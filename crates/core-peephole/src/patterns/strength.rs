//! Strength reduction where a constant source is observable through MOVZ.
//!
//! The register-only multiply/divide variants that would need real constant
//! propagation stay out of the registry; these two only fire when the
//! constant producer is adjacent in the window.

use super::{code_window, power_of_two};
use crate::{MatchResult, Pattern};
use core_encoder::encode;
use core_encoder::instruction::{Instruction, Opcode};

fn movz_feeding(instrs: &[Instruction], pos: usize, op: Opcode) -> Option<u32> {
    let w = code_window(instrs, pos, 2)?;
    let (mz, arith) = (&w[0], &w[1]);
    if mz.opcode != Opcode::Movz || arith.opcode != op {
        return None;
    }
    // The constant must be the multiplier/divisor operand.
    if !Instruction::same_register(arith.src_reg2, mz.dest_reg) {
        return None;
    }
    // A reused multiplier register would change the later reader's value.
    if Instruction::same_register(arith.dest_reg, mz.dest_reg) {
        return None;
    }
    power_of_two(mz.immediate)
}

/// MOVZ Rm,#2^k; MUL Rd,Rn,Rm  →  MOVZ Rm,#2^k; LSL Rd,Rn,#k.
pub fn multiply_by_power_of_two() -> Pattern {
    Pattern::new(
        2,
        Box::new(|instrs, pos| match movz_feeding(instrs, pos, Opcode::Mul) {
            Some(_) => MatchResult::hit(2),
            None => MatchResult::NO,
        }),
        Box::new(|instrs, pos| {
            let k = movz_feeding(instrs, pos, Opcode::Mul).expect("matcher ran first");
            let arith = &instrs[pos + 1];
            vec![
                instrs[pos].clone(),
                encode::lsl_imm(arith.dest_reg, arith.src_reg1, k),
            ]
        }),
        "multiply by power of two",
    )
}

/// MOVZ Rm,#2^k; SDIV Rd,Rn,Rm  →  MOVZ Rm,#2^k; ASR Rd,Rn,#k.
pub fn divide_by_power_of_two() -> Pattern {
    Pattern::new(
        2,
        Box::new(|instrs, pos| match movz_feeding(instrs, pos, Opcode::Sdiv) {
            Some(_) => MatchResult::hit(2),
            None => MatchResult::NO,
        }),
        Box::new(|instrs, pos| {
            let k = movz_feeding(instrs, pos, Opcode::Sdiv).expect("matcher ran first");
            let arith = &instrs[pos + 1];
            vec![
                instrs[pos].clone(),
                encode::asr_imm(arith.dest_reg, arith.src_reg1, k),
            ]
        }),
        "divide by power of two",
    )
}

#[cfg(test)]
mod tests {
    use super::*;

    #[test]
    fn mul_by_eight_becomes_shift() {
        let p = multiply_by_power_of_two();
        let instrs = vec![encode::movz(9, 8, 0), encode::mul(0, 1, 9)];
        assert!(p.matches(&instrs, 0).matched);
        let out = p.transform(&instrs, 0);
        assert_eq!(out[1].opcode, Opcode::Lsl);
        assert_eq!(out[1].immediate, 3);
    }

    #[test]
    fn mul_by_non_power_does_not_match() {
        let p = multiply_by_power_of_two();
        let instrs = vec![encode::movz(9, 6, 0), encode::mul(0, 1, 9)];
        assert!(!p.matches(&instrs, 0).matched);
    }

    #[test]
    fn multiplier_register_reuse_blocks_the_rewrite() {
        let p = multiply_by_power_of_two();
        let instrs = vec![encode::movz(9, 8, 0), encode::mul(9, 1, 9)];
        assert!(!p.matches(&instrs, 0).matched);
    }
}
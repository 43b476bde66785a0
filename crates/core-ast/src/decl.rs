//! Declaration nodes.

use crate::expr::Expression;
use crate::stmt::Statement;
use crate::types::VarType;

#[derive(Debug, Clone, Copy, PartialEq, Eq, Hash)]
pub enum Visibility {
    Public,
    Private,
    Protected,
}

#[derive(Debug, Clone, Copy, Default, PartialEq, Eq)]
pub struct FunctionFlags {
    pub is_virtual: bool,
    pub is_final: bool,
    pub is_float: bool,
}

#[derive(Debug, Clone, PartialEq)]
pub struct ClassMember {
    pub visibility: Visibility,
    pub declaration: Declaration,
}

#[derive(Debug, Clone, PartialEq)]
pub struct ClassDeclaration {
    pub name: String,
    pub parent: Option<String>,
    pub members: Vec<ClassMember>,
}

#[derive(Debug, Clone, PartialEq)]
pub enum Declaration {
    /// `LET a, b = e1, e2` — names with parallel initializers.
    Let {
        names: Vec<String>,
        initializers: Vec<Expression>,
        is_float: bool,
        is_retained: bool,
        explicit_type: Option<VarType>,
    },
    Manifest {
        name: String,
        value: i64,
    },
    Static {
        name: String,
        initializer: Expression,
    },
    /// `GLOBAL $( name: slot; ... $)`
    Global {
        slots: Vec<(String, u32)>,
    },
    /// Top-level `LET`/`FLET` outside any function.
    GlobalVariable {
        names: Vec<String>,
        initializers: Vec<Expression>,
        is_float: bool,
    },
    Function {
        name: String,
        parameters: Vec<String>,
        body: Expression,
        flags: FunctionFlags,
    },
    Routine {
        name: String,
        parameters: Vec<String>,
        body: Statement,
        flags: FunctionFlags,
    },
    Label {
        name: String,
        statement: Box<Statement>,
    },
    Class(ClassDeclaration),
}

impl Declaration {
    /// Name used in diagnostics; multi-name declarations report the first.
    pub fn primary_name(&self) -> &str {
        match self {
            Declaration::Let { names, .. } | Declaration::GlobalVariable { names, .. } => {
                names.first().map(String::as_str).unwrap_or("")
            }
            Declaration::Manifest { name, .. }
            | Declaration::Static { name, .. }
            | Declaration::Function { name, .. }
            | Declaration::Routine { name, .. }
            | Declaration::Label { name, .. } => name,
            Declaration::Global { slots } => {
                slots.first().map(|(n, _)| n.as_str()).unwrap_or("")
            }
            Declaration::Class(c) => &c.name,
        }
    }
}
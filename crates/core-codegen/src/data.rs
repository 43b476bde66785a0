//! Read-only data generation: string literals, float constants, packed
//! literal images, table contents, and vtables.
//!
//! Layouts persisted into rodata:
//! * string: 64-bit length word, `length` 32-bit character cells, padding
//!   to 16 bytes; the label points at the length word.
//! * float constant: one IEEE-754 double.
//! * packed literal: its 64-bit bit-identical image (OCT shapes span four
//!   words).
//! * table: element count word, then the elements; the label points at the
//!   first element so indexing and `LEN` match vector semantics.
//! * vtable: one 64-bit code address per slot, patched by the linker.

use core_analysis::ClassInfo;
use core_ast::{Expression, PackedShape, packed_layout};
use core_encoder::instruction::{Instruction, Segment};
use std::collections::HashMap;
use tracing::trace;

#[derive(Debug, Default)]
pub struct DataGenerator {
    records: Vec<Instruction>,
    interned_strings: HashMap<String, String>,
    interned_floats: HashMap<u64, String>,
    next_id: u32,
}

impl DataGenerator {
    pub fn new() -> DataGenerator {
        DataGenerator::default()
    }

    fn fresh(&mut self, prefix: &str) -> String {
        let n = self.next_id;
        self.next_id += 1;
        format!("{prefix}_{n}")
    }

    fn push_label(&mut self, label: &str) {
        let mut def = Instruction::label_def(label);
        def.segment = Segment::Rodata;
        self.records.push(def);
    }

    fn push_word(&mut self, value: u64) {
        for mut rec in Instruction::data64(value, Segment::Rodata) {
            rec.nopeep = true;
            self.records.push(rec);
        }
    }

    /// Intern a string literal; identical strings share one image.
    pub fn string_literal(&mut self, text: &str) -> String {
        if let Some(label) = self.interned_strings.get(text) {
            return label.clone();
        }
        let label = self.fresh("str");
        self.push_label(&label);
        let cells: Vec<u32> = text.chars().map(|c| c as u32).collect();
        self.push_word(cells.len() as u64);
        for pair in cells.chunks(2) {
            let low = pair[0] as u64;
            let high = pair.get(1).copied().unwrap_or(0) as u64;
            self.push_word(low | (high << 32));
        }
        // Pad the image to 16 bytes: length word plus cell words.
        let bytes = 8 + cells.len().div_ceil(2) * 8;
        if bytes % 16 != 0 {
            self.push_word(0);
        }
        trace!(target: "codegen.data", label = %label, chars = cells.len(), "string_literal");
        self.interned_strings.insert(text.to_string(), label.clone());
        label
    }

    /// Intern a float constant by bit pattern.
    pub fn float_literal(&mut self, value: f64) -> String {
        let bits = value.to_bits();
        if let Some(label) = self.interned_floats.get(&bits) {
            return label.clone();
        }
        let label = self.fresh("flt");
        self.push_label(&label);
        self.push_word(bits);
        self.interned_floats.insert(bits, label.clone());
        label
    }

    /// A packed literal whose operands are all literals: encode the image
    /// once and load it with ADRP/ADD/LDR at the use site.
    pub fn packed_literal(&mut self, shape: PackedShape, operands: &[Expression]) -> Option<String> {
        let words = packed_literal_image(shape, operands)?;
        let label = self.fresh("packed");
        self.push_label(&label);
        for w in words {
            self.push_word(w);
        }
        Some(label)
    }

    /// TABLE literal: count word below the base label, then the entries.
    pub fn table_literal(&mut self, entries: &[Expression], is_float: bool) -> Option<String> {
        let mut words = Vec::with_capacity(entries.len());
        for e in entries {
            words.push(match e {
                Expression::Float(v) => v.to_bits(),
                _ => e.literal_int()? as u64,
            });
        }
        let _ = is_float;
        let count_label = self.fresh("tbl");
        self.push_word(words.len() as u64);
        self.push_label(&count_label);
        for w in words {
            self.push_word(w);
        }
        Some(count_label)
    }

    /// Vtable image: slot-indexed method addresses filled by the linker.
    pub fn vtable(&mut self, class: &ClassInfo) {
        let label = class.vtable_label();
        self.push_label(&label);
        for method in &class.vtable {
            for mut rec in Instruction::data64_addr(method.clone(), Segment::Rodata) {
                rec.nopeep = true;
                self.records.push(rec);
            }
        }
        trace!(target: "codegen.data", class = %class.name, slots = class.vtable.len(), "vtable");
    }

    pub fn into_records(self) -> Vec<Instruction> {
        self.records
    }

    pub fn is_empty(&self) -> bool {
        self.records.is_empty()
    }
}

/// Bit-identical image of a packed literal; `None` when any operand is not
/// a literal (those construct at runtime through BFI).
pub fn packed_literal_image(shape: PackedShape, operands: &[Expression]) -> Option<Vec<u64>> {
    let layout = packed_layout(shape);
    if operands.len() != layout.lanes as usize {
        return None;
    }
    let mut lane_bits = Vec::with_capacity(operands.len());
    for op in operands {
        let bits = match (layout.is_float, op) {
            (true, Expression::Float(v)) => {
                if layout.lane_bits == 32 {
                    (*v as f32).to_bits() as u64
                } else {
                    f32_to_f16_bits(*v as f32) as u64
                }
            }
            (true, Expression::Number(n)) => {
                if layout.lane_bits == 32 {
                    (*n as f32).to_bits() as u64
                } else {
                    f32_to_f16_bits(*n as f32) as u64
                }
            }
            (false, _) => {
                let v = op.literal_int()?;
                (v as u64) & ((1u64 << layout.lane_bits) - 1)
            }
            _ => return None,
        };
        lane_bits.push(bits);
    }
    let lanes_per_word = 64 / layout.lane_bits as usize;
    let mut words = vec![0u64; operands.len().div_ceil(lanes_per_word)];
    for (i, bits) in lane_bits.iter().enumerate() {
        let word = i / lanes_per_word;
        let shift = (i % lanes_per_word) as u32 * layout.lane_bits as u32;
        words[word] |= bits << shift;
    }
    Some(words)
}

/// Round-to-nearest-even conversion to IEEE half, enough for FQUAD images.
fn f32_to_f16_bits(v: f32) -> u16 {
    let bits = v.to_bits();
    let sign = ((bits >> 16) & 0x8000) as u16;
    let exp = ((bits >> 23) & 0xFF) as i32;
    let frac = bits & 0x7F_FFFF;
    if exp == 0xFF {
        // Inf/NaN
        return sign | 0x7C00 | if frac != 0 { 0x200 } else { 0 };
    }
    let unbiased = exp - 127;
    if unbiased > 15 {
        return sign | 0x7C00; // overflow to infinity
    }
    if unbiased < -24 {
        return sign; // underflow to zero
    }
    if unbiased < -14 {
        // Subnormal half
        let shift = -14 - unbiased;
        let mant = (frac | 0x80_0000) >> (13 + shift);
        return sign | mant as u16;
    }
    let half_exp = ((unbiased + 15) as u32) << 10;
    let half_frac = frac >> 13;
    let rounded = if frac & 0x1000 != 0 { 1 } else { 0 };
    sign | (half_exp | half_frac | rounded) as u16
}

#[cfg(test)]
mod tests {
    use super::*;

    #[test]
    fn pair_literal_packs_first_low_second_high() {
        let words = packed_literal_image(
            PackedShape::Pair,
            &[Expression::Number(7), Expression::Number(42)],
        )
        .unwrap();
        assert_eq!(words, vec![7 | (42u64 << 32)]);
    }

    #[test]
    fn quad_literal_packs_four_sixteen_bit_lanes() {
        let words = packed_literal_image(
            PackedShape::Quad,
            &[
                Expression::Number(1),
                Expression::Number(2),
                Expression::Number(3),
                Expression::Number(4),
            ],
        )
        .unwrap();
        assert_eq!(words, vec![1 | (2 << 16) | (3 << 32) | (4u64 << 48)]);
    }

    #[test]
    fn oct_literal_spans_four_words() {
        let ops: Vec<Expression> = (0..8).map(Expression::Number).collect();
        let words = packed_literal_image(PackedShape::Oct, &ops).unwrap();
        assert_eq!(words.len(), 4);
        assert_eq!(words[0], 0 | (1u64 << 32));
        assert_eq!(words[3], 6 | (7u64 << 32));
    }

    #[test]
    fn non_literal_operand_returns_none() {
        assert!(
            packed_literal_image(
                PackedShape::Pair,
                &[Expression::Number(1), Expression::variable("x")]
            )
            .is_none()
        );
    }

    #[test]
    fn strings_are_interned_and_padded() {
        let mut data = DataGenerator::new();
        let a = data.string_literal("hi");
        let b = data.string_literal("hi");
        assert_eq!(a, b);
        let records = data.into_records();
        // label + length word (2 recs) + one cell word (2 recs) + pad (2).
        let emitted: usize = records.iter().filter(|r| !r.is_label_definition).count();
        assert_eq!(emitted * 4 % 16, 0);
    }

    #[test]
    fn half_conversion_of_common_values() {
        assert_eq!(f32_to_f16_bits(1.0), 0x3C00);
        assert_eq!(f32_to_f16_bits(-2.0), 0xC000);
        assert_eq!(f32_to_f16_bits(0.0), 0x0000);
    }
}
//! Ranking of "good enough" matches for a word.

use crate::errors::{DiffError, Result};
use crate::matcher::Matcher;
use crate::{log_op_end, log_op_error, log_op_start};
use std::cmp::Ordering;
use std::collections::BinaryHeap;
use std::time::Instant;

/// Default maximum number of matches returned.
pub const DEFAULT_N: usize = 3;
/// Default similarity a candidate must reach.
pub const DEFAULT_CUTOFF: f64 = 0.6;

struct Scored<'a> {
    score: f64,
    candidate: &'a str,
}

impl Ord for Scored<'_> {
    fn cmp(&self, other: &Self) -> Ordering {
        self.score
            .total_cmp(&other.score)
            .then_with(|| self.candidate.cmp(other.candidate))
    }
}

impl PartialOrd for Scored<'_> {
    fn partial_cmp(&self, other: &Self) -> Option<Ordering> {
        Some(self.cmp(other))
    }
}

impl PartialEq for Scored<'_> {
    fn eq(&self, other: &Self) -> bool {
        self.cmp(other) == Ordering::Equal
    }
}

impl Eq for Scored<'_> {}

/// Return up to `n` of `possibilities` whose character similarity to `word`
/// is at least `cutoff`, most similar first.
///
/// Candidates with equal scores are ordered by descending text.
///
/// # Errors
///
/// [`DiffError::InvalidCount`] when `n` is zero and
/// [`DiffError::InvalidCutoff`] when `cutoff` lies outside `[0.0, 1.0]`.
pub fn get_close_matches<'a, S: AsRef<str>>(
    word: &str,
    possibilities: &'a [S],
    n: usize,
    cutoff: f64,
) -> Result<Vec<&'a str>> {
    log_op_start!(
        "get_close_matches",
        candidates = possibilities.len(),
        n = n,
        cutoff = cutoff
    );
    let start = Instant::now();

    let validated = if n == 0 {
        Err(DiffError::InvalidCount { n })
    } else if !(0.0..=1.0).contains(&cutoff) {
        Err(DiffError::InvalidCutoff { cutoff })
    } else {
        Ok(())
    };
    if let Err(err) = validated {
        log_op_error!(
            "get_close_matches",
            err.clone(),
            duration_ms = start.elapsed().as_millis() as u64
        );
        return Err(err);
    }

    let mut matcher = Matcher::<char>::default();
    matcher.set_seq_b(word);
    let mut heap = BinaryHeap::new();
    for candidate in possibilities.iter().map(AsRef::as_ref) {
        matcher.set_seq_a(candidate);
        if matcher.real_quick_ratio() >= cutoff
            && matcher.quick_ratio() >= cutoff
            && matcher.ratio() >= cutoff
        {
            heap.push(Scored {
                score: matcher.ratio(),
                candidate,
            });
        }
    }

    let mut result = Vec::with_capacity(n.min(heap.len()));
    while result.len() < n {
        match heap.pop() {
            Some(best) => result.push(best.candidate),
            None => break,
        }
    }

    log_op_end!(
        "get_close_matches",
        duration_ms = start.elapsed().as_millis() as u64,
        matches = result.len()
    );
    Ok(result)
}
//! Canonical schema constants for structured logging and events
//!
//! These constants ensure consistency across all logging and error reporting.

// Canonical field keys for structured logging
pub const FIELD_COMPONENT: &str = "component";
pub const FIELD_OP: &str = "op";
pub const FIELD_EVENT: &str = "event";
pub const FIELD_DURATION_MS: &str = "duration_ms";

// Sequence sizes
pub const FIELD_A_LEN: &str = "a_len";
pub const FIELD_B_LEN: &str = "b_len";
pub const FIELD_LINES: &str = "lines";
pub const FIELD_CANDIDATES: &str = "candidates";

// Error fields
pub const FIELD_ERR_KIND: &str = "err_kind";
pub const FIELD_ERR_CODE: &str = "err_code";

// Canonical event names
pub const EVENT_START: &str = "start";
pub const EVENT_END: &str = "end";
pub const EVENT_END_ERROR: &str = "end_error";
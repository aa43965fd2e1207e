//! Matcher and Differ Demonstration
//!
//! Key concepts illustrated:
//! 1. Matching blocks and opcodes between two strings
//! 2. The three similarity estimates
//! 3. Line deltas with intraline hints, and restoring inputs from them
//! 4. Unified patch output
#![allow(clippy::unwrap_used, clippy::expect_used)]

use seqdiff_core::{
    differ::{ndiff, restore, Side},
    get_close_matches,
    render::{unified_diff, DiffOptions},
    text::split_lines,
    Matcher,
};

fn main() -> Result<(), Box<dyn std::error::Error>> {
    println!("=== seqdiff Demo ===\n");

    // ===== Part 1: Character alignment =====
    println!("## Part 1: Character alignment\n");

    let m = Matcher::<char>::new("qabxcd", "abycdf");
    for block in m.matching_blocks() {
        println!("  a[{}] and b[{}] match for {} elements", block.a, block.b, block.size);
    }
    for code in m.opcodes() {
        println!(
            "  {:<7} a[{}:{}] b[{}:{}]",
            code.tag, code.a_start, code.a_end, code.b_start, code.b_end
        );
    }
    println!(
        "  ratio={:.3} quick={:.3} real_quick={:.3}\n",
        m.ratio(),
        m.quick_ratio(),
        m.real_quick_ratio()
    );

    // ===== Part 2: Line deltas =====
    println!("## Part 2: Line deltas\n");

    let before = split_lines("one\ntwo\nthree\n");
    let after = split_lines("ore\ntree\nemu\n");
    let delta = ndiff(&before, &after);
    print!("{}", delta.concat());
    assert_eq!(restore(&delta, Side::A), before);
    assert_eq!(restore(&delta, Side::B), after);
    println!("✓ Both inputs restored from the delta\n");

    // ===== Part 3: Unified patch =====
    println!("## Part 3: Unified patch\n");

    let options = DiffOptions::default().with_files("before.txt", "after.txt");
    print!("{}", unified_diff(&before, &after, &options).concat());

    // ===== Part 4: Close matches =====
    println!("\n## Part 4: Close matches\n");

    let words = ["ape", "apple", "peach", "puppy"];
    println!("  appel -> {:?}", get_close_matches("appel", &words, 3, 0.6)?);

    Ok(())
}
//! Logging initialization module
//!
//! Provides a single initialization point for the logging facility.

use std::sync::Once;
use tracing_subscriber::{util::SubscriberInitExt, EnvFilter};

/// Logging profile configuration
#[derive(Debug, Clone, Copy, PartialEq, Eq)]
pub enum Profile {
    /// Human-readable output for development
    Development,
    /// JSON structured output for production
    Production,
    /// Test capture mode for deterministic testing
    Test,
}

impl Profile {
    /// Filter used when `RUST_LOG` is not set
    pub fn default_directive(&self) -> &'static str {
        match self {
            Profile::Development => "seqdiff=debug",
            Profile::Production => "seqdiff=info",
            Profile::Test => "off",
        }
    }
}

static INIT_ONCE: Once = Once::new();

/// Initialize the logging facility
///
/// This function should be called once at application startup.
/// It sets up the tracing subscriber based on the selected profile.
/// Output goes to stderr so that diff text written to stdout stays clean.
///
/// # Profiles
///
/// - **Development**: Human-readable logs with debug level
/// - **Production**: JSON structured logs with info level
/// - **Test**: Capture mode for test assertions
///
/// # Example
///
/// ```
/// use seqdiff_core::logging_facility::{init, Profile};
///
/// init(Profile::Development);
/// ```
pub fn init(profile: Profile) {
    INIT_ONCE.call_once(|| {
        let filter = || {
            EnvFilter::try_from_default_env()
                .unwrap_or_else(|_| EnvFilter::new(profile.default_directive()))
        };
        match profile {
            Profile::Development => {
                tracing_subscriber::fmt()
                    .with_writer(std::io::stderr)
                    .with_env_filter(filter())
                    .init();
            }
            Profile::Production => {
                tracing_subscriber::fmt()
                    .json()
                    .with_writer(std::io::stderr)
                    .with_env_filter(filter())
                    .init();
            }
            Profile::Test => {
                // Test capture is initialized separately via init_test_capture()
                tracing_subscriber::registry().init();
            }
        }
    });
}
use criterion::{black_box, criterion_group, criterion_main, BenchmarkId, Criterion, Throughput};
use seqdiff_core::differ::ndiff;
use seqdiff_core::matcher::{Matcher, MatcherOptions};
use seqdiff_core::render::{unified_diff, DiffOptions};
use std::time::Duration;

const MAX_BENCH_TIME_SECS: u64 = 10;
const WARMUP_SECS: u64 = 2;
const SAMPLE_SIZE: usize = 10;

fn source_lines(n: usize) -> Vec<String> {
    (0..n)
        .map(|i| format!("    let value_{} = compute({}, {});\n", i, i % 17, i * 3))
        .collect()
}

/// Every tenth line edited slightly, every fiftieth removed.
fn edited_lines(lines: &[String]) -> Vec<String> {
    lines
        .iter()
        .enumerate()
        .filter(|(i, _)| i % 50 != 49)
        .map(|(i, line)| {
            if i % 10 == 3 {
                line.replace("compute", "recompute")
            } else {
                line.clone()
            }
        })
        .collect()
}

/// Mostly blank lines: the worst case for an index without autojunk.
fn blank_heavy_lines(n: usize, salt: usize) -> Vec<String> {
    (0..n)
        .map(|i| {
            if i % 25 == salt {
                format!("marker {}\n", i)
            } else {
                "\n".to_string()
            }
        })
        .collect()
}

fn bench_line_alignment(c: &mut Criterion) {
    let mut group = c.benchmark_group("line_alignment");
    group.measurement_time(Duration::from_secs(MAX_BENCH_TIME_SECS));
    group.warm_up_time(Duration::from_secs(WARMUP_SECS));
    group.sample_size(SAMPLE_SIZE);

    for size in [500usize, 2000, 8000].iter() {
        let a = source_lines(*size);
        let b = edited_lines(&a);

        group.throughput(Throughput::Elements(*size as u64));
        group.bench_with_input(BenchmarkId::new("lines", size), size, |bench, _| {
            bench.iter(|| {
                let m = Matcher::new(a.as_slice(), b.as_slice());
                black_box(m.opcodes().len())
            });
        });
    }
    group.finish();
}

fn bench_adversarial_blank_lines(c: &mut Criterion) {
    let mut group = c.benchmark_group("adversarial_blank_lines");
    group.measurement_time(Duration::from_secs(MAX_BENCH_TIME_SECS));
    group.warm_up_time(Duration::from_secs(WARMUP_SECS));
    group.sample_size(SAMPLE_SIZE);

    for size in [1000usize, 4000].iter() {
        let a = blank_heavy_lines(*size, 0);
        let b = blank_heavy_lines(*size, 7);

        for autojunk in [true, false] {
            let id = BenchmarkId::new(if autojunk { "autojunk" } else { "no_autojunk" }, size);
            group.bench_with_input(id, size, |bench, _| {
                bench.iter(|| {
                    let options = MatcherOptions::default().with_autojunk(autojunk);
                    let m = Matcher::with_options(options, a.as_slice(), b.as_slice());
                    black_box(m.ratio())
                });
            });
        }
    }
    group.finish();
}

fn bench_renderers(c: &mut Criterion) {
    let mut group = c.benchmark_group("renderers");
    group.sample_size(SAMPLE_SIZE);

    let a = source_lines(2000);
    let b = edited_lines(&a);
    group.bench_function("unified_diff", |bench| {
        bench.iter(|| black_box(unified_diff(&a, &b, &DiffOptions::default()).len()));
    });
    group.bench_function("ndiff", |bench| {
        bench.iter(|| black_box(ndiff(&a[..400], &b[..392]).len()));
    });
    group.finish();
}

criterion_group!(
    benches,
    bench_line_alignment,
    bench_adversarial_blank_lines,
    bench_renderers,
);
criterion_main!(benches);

=== Directions ===
For the material above, reproduce exactly the lines from the line with "let low = pair[0] as u64;" to the line with "pub fn packed_literal(&mut", inclusive, and exclude all others.

=== Result ===
            let low = pair[0] as u64;
            let high = pair.get(1).copied().unwrap_or(0) as u64;
            self.push_word(low | (high << 32));
        }
        // Pad the image to 16 bytes: length word plus cell words.
        let bytes = 8 + cells.len().div_ceil(2) * 8;
        if bytes % 16 != 0 {
            self.push_word(0);
        }
        trace!(target: "codegen.data", label = %label, chars = cells.len(), "string_literal");
        self.interned_strings.insert(text.to_string(), label.clone());
        label
    }

    /// Intern a float constant by bit pattern.
    pub fn float_literal(&mut self, value: f64) -> String {
        let bits = value.to_bits();
        if let Some(label) = self.interned_floats.get(&bits) {
            return label.clone();
        }
        let label = self.fresh("flt");
        self.push_label(&label);
        self.push_word(bits);
        self.interned_floats.insert(bits, label.clone());
        label
    }

    /// A packed literal whose operands are all literals: encode the image
    /// once and load it with ADRP/ADD/LDR at the use site.
    pub fn packed_literal(&mut self, shape: PackedShape, operands: &[Expression]) -> Option<String> {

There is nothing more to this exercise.